Numa reunião informal que juntou o Turismo do Centro e a Secretária de Estado do Turismo, Ana Mendes Godinho, discutiu-se esta terça-feira, 21 de junho, em Torres Novas, quais os problemas que enfrenta o Turismo em Espaço Rural, nomeadamente o apoiado pela ADIRN- Associação para o Desenvolvimento Integrado do Ribatejo Norte. A visita do Papa a Fátima promete casa cheia a vários hoteleiros torrejanos, mas apenas a 12 e 13 de maio. Excesso de burocracia, falta de promoção da região além de Fátima e falhas de comunicação com as entidades do Turismo foram algumas das queixas mencionadas.
A visita de Ana Mendes Godinho a Torres Novas começou com a inauguração do Hotel Aires da Serra, freguesia de São Pedro, pequeno estabelecimento de turismo rural, com 11 quartos, construído em dois anos sem recurso a créditos ou fundos comunitários, explicou orgulhosamente o proprietário, João Lopes. Inaugurado há cerca de um mês, João Lopes foi o empresário que destacou a falta de ligação entre as entidades que licenciam os empreendimentos, o que torna problemático e cansativo conseguir abrir um negócio. Propôs assim uma plataforma eletrónica onde se possam inserir os projetos, consultada por meio de palavras chave pelas entidades a quem competem os licenciamentos.
João Lopes também destacou que muitos dos turistas que vão a Lisboa têm dificuldades em visitar outras partes do país, pelo que propôs que se criassem protocolos com a CP ou a Rodoviária para trazer turistas ao interior do país. Outros dos presentes na plateia da Alcaidaria do Castelo de Torres Novas comentaram que o site do Turismo do Centro é muito pesado e tem informação confusa, além de que os folhetos promocionais nos Postos de Turismo são insuficientes. Falhas na comunicação com as entidades de Turismo ou discursos já datados e sem nenhuma concretização ao longo dos anos foram outros dos reparos aos dirigentes.
Ana Mendes Godinho apelou à participação dos empresários, com dúvidas que possam ajudar a simplificar e resolver problemas. Adiantou estar a trabalhar com a CP exatamente num projeto para trazer turistas ao interior, mas informou que já existe um passe próprio para visitantes, embora desconhecido da maioria. “Os produtos existem, mas não há integração”.

A secretária de Estado referiria posteriormente que não pensa mexer novamente nas entidades de Turismo e que acredita que devem existir políticas públicas ativas que, conjugadas com os privados, promovam o turismo. “Temos que conseguir mais para que o turismo seja um motor de desenvolvimento”, nomeadamente no que toca ao melhoramento das acessibilidades para o interior do país.
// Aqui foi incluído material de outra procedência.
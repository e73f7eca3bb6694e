use serde::{Deserialize, Serialize};

#[derive(Debug, Deserialize, Serialize, PartialEq, Clone)]
/// Configuration of [`AtariA2cNet`](super::AtariA2cNet).
pub struct AtariA2cNetConfig {
    /// Shape of an observation, `[channels, height, width]`.
    pub in_shape: Vec<usize>,

    /// Number of discrete actions.
    pub n_actions: usize,

    /// Number of units of the hidden layer of each head.
    pub n_hidden: usize,

    /// Observations are multiplied by this value before the first convolution.
    pub input_scale: f64,
}

impl Default for AtariA2cNetConfig {
    fn default() -> Self {
        Self {
            in_shape: vec![4, 84, 84],
            n_actions: 6,
            n_hidden: 512,
            input_scale: 1.0 / 256.0,
        }
    }
}

impl AtariA2cNetConfig {
    /// Creates a configuration with the default hidden layer and input scale.
    pub fn new(in_shape: Vec<usize>, n_actions: usize) -> Self {
        Self {
            in_shape,
            n_actions,
            ..Default::default()
        }
    }

    /// Sets the number of hidden units.
    pub fn n_hidden(mut self, v: usize) -> Self {
        self.n_hidden = v;
        self
    }

    /// Sets the input scale.
    pub fn input_scale(mut self, v: f64) -> Self {
        self.input_scale = v;
        self
    }
}
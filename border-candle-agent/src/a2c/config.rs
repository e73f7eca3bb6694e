//! Configuration of the actor-critic agent.
use crate::{opt::OptimizerConfig, Device};
use anyhow::Result;
use serde::{de::DeserializeOwned, Deserialize, Serialize};
use std::{
    fs::File,
    io::{BufReader, Write},
    path::Path,
};

/// Configuration of [`A2c`](super::A2c).
#[derive(Debug, Deserialize, Serialize, PartialEq, Clone)]
pub struct A2cConfig<C> {
    /// Configuration of the policy/value network.
    pub net_config: Option<C>,

    /// Configuration of the optimizer.
    pub opt_config: OptimizerConfig,

    /// Coefficient of the entropy loss.
    pub entropy_beta: f64,

    /// Discount factor.
    pub gamma: f64,

    /// Look-ahead horizon of the transitions.
    pub n_steps: usize,

    /// Maximum of the global norm of gradients.
    pub clip_grad_norm: f64,

    /// Device on which the parameters are placed.
    pub device: Option<Device>,

    /// Random seed of action sampling of the agent itself.
    pub seed: u64,
}

impl<C> Default for A2cConfig<C> {
    fn default() -> Self {
        Self {
            net_config: None,
            opt_config: OptimizerConfig::default(),
            entropy_beta: 0.01,
            gamma: 0.99,
            n_steps: 4,
            clip_grad_norm: 0.1,
            device: None,
            seed: 42,
        }
    }
}

impl<C> A2cConfig<C>
where
    C: DeserializeOwned + Serialize,
{
    /// Sets the configuration of the policy/value network.
    pub fn net_config(mut self, v: C) -> Self {
        self.net_config = Some(v);
        self
    }

    /// Sets the configuration of the optimizer.
    pub fn opt_config(mut self, v: OptimizerConfig) -> Self {
        self.opt_config = v;
        self
    }

    /// Sets the coefficient of the entropy loss.
    pub fn entropy_beta(mut self, v: f64) -> Self {
        self.entropy_beta = v;
        self
    }

    /// Sets the discount factor.
    pub fn gamma(mut self, v: f64) -> Self {
        self.gamma = v;
        self
    }

    /// Sets the look-ahead horizon.
    pub fn n_steps(mut self, v: usize) -> Self {
        self.n_steps = v;
        self
    }

    /// Sets the maximum of the global norm of gradients.
    pub fn clip_grad_norm(mut self, v: f64) -> Self {
        self.clip_grad_norm = v;
        self
    }

    /// Sets the device.
    pub fn device(mut self, v: Device) -> Self {
        self.device = Some(v);
        self
    }

    /// Sets the random seed.
    pub fn seed(mut self, v: u64) -> Self {
        self.seed = v;
        self
    }

    /// Constructs [`A2cConfig`] from YAML file.
    pub fn load(path: impl AsRef<Path>) -> Result<Self> {
        let file = File::open(path)?;
        let rdr = BufReader::new(file);
        let b = serde_yaml::from_reader(rdr)?;
        Ok(b)
    }

    /// Saves [`A2cConfig`] as a YAML file.
    pub fn save(&self, path: impl AsRef<Path>) -> Result<()> {
        let mut file = File::create(path)?;
        file.write_all(serde_yaml::to_string(&self)?.as_bytes())?;
        Ok(())
    }
}
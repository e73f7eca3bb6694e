use crate::{model::A2cNet, util::obs_to_tensor};
use anyhow::Result;
use border_core::{Env, Policy};
use candle_core::{Device, Tensor, D};
use candle_nn::ops::softmax;
use rand::{distributions::WeightedIndex, rngs::SmallRng, Rng, SeedableRng};
use std::sync::Arc;

/// Samples an action for each row of `logits` from the softmax distribution.
pub(super) fn sample_actions(logits: &Tensor, rng: &mut impl Rng) -> Result<Vec<usize>> {
    let probs = softmax(logits, D::Minus1)?.to_vec2::<f32>()?;
    probs
        .into_iter()
        .map(|p| Ok(rng.sample(WeightedIndex::new(&p)?)))
        .collect()
}

/// Stochastic policy reading the parameters of an [`A2c`](super::A2c) agent.
///
/// The parameters are not copied. Updates by the learner become visible to the policy
/// while it is in use, possibly in the middle of a forward pass.
pub struct A2cPolicy<N: A2cNet> {
    pub(super) net: Arc<N>,
    device: Device,
    rng: SmallRng,
}

impl<N: A2cNet> A2cPolicy<N> {
    pub(super) fn new(net: Arc<N>, device: Device, seed: u64) -> Self {
        Self {
            net,
            device,
            rng: SmallRng::seed_from_u64(seed),
        }
    }
}

impl<E: Env, N: A2cNet> Policy<E> for A2cPolicy<N> {
    fn sample(&mut self, obs: &[E::Obs]) -> Result<Vec<usize>> {
        let xs = obs_to_tensor(obs.iter(), &self.device)?;
        let (logits, _) = self.net.forward(&xs)?;
        sample_actions(&logits.detach(), &mut self.rng)
    }
}

#[cfg(test)]
mod test {
    use super::*;

    #[test]
    fn test_sample_follows_logits() -> Result<()> {
        let mut rng = SmallRng::seed_from_u64(0);
        let logits = Tensor::new(&[[0f32, -1e4, -1e4], [-1e4, -1e4, 0.0]], &Device::Cpu)?;
        for _ in 0..10 {
            assert_eq!(sample_actions(&logits, &mut rng)?, vec![0, 2]);
        }

        // Uniform logits reach every action
        let logits = Tensor::zeros((200, 3), candle_core::DType::F32, &Device::Cpu)?;
        let mut acts = sample_actions(&logits, &mut rng)?;
        acts.sort();
        acts.dedup();
        assert_eq!(acts, vec![0, 1, 2]);
        Ok(())
    }
}
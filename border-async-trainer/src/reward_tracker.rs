//! Tracks the total rewards of finished episodes and decides when to stop training.
use anyhow::Result;
use border_core::record::{Record, RecordValue, Recorder, STEP_KEY};
use log::info;
use serde::{Deserialize, Serialize};
use std::{
    collections::VecDeque,
    fs::File,
    io::{BufReader, Write},
    path::Path,
    time::Instant,
};

/// Configuration of [`RewardTracker`].
#[derive(Clone, Debug, Serialize, Deserialize, PartialEq)]
pub struct RewardTrackerConfig {
    /// Number of recent episodes over which the mean reward is taken.
    ///
    /// The default value is 100.
    pub window: usize,

    /// Training stops when the mean reward reaches this value.
    ///
    /// The default value is 18.0.
    pub stop_reward: f32,
}

impl Default for RewardTrackerConfig {
    fn default() -> Self {
        Self {
            window: 100,
            stop_reward: 18.0,
        }
    }
}

impl RewardTrackerConfig {
    /// Sets the window size.
    pub fn window(mut self, v: usize) -> Self {
        self.window = v;
        self
    }

    /// Sets the threshold of the mean reward.
    pub fn stop_reward(mut self, v: f32) -> Self {
        self.stop_reward = v;
        self
    }

    /// Loads [`RewardTrackerConfig`] from YAML file.
    pub fn load(path: impl AsRef<Path>) -> Result<Self> {
        let file = File::open(path)?;
        let rdr = BufReader::new(file);
        let b = serde_yaml::from_reader(rdr)?;
        Ok(b)
    }

    /// Saves [`RewardTrackerConfig`] as YAML file.
    pub fn save(&self, path: impl AsRef<Path>) -> Result<()> {
        let mut file = File::create(path)?;
        file.write_all(serde_yaml::to_string(&self)?.as_bytes())?;
        Ok(())
    }
}

/// Keeps a sliding window of the total rewards of recent episodes.
///
/// Each report writes `reward`, `reward_100` (the mean over the window) and `speed`
/// (environment steps per second since the previous report) to a [`Recorder`].
/// A summary is logged when the tracker is dropped, so it is emitted on every exit path of
/// the training loop.
pub struct RewardTracker {
    config: RewardTrackerConfig,
    rewards: VecDeque<f32>,
    n_games: usize,
    last_step: usize,
    last_time: Instant,
    best_mean: Option<f32>,
}

impl RewardTracker {
    /// Creates a tracker. Timing starts at this point.
    pub fn new(config: &RewardTrackerConfig) -> Self {
        Self {
            config: config.clone(),
            rewards: VecDeque::with_capacity(config.window),
            n_games: 0,
            last_step: 0,
            last_time: Instant::now(),
            best_mean: None,
        }
    }

    /// Returns the mean of the rewards in the window.
    pub fn mean_reward(&self) -> Option<f32> {
        match self.rewards.is_empty() {
            true => None,
            false => Some(self.rewards.iter().sum::<f32>() / self.rewards.len() as f32),
        }
    }

    /// Returns the number of reports so far.
    pub fn n_games(&self) -> usize {
        self.n_games
    }

    /// Adds a reward reported at the given step.
    ///
    /// Returns `true` if the mean reward over the window reached the threshold.
    pub fn report(&mut self, reward: f32, step: usize, recorder: &mut impl Recorder) -> bool {
        if self.rewards.len() == self.config.window.max(1) {
            self.rewards.pop_front();
        }
        self.rewards.push_back(reward);
        self.n_games += 1;

        let elapsed = self.last_time.elapsed().as_secs_f32();
        let speed = match elapsed > 0.0 {
            true => step.saturating_sub(self.last_step) as f32 / elapsed,
            false => 0.0,
        };
        self.last_step = step;
        self.last_time = Instant::now();

        let mean = self.mean_reward().unwrap_or(reward);
        self.best_mean = Some(self.best_mean.map_or(mean, |m| m.max(mean)));
        info!(
            "{}: done {} games, mean reward {:.3}, speed {:.2} f/s",
            step, self.n_games, mean, speed
        );

        let mut record = Record::from_slice(&[
            ("reward", RecordValue::Scalar(reward)),
            ("reward_100", RecordValue::Scalar(mean)),
            ("speed", RecordValue::Scalar(speed)),
        ]);
        record.insert(STEP_KEY, RecordValue::Step(step));
        recorder.write(record);

        if mean >= self.config.stop_reward {
            info!("Solved in {} frames!", step);
            return true;
        }
        false
    }
}

impl Drop for RewardTracker {
    fn drop(&mut self) {
        match self.best_mean {
            Some(best) => info!(
                "Reward tracker: {} games, best mean reward {:.3}",
                self.n_games, best
            ),
            None => info!("Reward tracker: no game finished"),
        }
    }
}

#[cfg(test)]
mod test {
    use super::*;
    use border_core::record::BufferedRecorder;
    use test_log::test;

    #[test]
    fn test_stop_at_threshold() {
        let config = RewardTrackerConfig::default().window(3).stop_reward(20.0);
        let mut tracker = RewardTracker::new(&config);
        let mut recorder = BufferedRecorder::new();

        assert!(!tracker.report(10.0, 100, &mut recorder));
        assert!(!tracker.report(20.0, 200, &mut recorder));
        assert!(tracker.report(30.0, 300, &mut recorder));
        assert_eq!(tracker.mean_reward(), Some(20.0));

        assert_eq!(recorder.scalars("reward"), vec![10.0, 20.0, 30.0]);
        assert_eq!(recorder.scalars("reward_100"), vec![10.0, 15.0, 20.0]);
        assert_eq!(recorder.steps(), vec![100, 200, 300]);
    }

    #[test]
    fn test_window_slides() {
        let config = RewardTrackerConfig::default().window(2).stop_reward(100.0);
        let mut tracker = RewardTracker::new(&config);
        let mut recorder = BufferedRecorder::new();

        for (i, r) in [1.0, 2.0, 3.0, 4.0].iter().enumerate() {
            tracker.report(*r, i, &mut recorder);
        }
        assert_eq!(tracker.mean_reward(), Some(3.5));
        assert_eq!(tracker.n_games(), 4);
    }

    #[test]
    fn test_large_steps_stay_distinct() {
        let config = RewardTrackerConfig::default();
        let mut tracker = RewardTracker::new(&config);
        let mut recorder = BufferedRecorder::new();
        let step = 1 << 24;

        for i in 0..3 {
            tracker.report(0.0, step + i, &mut recorder);
        }
        assert_eq!(recorder.steps(), vec![step, step + 1, step + 2]);
    }
}
//! Configuration of an A3C run.
use anyhow::Result;
use border_async_trainer::{
    ActorManagerConfig, AsyncTrainerConfig, BorderAsyncTrainerError, RewardTrackerConfig,
};
use border_candle_agent::{a2c::A2cConfig, opt::OptimizerConfig, Device};
use border_core::NStepProcessorConfig;
use serde::{Deserialize, Serialize};
use std::{
    fs::File,
    io::{BufReader, Write},
    path::Path,
};

/// Hyperparameters of an A3C run.
///
/// The values are converted into the configurations of the components with
/// [`A3cConfig::a2c_config`], [`A3cConfig::actor_manager_config`],
/// [`A3cConfig::async_trainer_config`] and [`A3cConfig::reward_tracker_config`].
#[derive(Clone, Debug, Deserialize, Serialize, PartialEq)]
#[serde(default)]
pub struct A3cConfig {
    /// Learning rate of the optimizer.
    pub learning_rate: f64,

    /// Coefficient of the entropy loss.
    pub entropy_coefficient: f64,

    /// Number of transitions in a batch.
    pub batch_size: usize,

    /// Look-ahead horizon of n-step transitions.
    pub horizon_steps: usize,

    /// Discount factor.
    pub discount: f64,

    /// Maximum of the global norm of gradients.
    pub gradient_clip_norm: f64,

    /// Number of actors.
    pub process_count: usize,

    /// Number of environments owned by each actor.
    pub envs_per_process: usize,

    /// Training stops when the mean reward of recent episodes reaches this value.
    pub reward_stop_threshold: f32,

    /// Uses a CUDA device if available.
    pub use_accelerator: bool,

    /// Number of recent episodes over which the mean reward is taken.
    pub reward_window: usize,

    /// Interval of writing the averaged metrics of optimization steps.
    pub record_interval: usize,

    /// Term added to the denominator of Adam.
    pub adam_eps: f64,

    /// Training stops after this number of optimization steps, if set.
    pub max_opt_steps: Option<usize>,
}

impl Default for A3cConfig {
    fn default() -> Self {
        Self {
            learning_rate: 0.001,
            entropy_coefficient: 0.01,
            batch_size: 128,
            horizon_steps: 4,
            discount: 0.99,
            gradient_clip_norm: 0.1,
            process_count: 4,
            envs_per_process: 12,
            reward_stop_threshold: 18.0,
            use_accelerator: false,
            reward_window: 100,
            record_interval: 10,
            adam_eps: 1e-3,
            max_opt_steps: None,
        }
    }
}

impl A3cConfig {
    /// Sets the learning rate.
    pub fn learning_rate(mut self, v: f64) -> Self {
        self.learning_rate = v;
        self
    }

    /// Sets the batch size.
    pub fn batch_size(mut self, v: usize) -> Self {
        self.batch_size = v;
        self
    }

    /// Sets the number of actors.
    pub fn process_count(mut self, v: usize) -> Self {
        self.process_count = v;
        self
    }

    /// Sets the number of environments per actor.
    pub fn envs_per_process(mut self, v: usize) -> Self {
        self.envs_per_process = v;
        self
    }

    /// Sets the threshold of the mean reward.
    pub fn reward_stop_threshold(mut self, v: f32) -> Self {
        self.reward_stop_threshold = v;
        self
    }

    /// Sets whether a CUDA device is used.
    pub fn use_accelerator(mut self, v: bool) -> Self {
        self.use_accelerator = v;
        self
    }

    /// Sets the window of the mean reward.
    pub fn reward_window(mut self, v: usize) -> Self {
        self.reward_window = v;
        self
    }

    /// Sets the maximum number of optimization steps.
    pub fn max_opt_steps(mut self, v: usize) -> Self {
        self.max_opt_steps = Some(v);
        self
    }

    /// Checks the values.
    pub fn validate(&self) -> Result<()> {
        let error = |msg: &str| -> Result<()> {
            Err(BorderAsyncTrainerError::InvalidConfig(msg.to_string()).into())
        };

        if self.batch_size == 0 {
            return error("batch_size must be positive");
        }
        if self.horizon_steps == 0 {
            return error("horizon_steps must be positive");
        }
        if self.process_count == 0 || self.envs_per_process == 0 {
            return error("process_count and envs_per_process must be positive");
        }
        if !(self.discount > 0.0 && self.discount <= 1.0) {
            return error("discount must be in (0, 1]");
        }
        if !(self.gradient_clip_norm > 0.0) {
            return error("gradient_clip_norm must be positive");
        }
        if !(self.learning_rate > 0.0) {
            return error("learning_rate must be positive");
        }
        Ok(())
    }

    /// Returns the configuration of the agent.
    pub fn a2c_config<C>(&self, net_config: C, device: Device) -> A2cConfig<C>
    where
        C: Serialize + serde::de::DeserializeOwned,
    {
        let opt_config = OptimizerConfig::Adam {
            lr: self.learning_rate,
            eps: self.adam_eps,
        };
        A2cConfig::default()
            .net_config(net_config)
            .opt_config(opt_config)
            .entropy_beta(self.entropy_coefficient)
            .gamma(self.discount)
            .n_steps(self.horizon_steps)
            .clip_grad_norm(self.gradient_clip_norm)
            .device(device)
    }

    /// Returns the configuration of the actors.
    pub fn actor_manager_config(&self) -> ActorManagerConfig {
        let n_step = NStepProcessorConfig::default()
            .n_steps(self.horizon_steps)
            .gamma(self.discount as f32);
        ActorManagerConfig::default()
            .n_actors(self.process_count)
            .n_envs(self.envs_per_process)
            .n_step(n_step)
    }

    /// Returns the configuration of the learner loop.
    pub fn async_trainer_config(&self, model_dir: Option<&Path>) -> AsyncTrainerConfig {
        let mut config = AsyncTrainerConfig::default()
            .batch_size(self.batch_size)
            .record_interval(self.record_interval);
        config.max_opts = self.max_opt_steps;
        config.model_dir = model_dir.map(|p| p.to_string_lossy().into_owned());
        config
    }

    /// Returns the configuration of the reward tracker.
    pub fn reward_tracker_config(&self) -> RewardTrackerConfig {
        RewardTrackerConfig::default()
            .window(self.reward_window)
            .stop_reward(self.reward_stop_threshold)
    }

    /// Loads [`A3cConfig`] from YAML file.
    pub fn load(path: impl AsRef<Path>) -> Result<Self> {
        let file = File::open(path)?;
        let rdr = BufReader::new(file);
        let b = serde_yaml::from_reader(rdr)?;
        Ok(b)
    }

    /// Saves [`A3cConfig`] as YAML file.
    pub fn save(&self, path: impl AsRef<Path>) -> Result<()> {
        let mut file = File::create(path)?;
        file.write_all(serde_yaml::to_string(&self)?.as_bytes())?;
        Ok(())
    }
}

#[cfg(test)]
mod test {
    use super::*;
    use border_candle_agent::mlp::MlpA2cNetConfig;
    use tempdir::TempDir;

    #[test]
    fn test_default_is_valid() {
        assert!(A3cConfig::default().validate().is_ok());
    }

    #[test]
    fn test_invalid_values() {
        let invalid = vec![
            A3cConfig::default().batch_size(0),
            A3cConfig::default().process_count(0),
            A3cConfig::default().envs_per_process(0),
            A3cConfig::default().learning_rate(0.0),
            A3cConfig {
                discount: 1.5,
                ..Default::default()
            },
            A3cConfig {
                discount: 0.0,
                ..Default::default()
            },
            A3cConfig {
                horizon_steps: 0,
                ..Default::default()
            },
            A3cConfig {
                gradient_clip_norm: -1.0,
                ..Default::default()
            },
        ];
        for config in invalid.iter() {
            assert!(config.validate().is_err(), "{:?}", config);
        }
    }

    #[test]
    fn test_component_configs() {
        let config = A3cConfig::default().process_count(2).max_opt_steps(7);

        let a2c_config = config.a2c_config(MlpA2cNetConfig::new(4, vec![8], 3), Device::Cpu);
        assert_eq!(a2c_config.n_steps, 4);
        assert_eq!(a2c_config.entropy_beta, 0.01);
        assert_eq!(a2c_config.opt_config.get_learning_rate(), 0.001);

        let actor_config = config.actor_manager_config();
        assert_eq!(actor_config.n_actors, 2);
        assert_eq!(actor_config.n_envs, 12);
        assert_eq!(actor_config.n_step.n_steps, 4);

        let trainer_config = config.async_trainer_config(Some(Path::new("model")));
        assert_eq!(trainer_config.max_opts, Some(7));
        assert_eq!(trainer_config.batch_size, 128);
        assert_eq!(trainer_config.model_dir.as_deref(), Some("model"));

        let tracker_config = config.reward_tracker_config();
        assert_eq!(tracker_config.window, 100);
        assert_eq!(tracker_config.stop_reward, 18.0);
    }

    #[test]
    fn test_load_partial_yaml() -> Result<()> {
        let dir = TempDir::new("a3c_config")?;
        let path = dir.path().join("a3c.yaml");
        std::fs::write(&path, "batch_size: 32\nreward_stop_threshold: 3.0\n")?;
        let config = A3cConfig::load(&path)?;
        assert_eq!(
            config,
            A3cConfig::default().batch_size(32).reward_stop_threshold(3.0)
        );

        config.save(&path)?;
        assert_eq!(A3cConfig::load(&path)?, config);
        Ok(())
    }
}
Já o presidente do Turismo do Centro, Pedro Machado, fez um ponto de situação sobre o mercado do turismo na região, que integra 100 municípios. Sobre a sazonalidade e a falta de rendimento, o responsável destacou que embora Fátima tenha sido visitada por 6,7 milhões de pessoas em 2015, apenas 400 mil dormiram na cidade e apenas uma noite. “Nem Fátima tem o problema resolvido”, frisou. Aguardam-se 8 milhões de pessoas em Fátima para 2017, mas o país em si não vai sentir este reflexo. “O problema é o rendimento” efetivo deste fluxo de pessoas e “o turismo em espaço rural nem sempre está em primeira linha”.
Pedro Machado salientou que há uma mudança na tendência do turismo “sol e praia” e que a mais valia do turismo rural é a sua diversidade e características particulares, que contrariam o turismo massificado. Apostar numa estratégia integrada para o mercado interno, o turismo de congressos ou o turismo militar são algumas das potencialidades da região. Referiu ainda que o Turismo do Centro é uma estrutura recente que está a estabilizar, admitindo que o site precisa de ser melhorado.
O presidente da Câmara de Torres Novas, Pedro Ferreira, afirmou que “o Médio Tejo é uma região a explorar”, comentando que já não existe a rivalidade entre municípios que existia há 22 anos, quando iniciou a carreira de autarca (esteve presente inclusive o presidente da Câmara da Barquinha). Admitiu porém que há duas décadas que ouve dizer que se têm que trazer para o resto da região os turistas de Fátima. “Mas também já sei que os operadores turísticos têm que os trazer”, além de que o turista religioso vai muito focado apenas no Santuário de Fátima, não estando interessado em visitar a envolvente.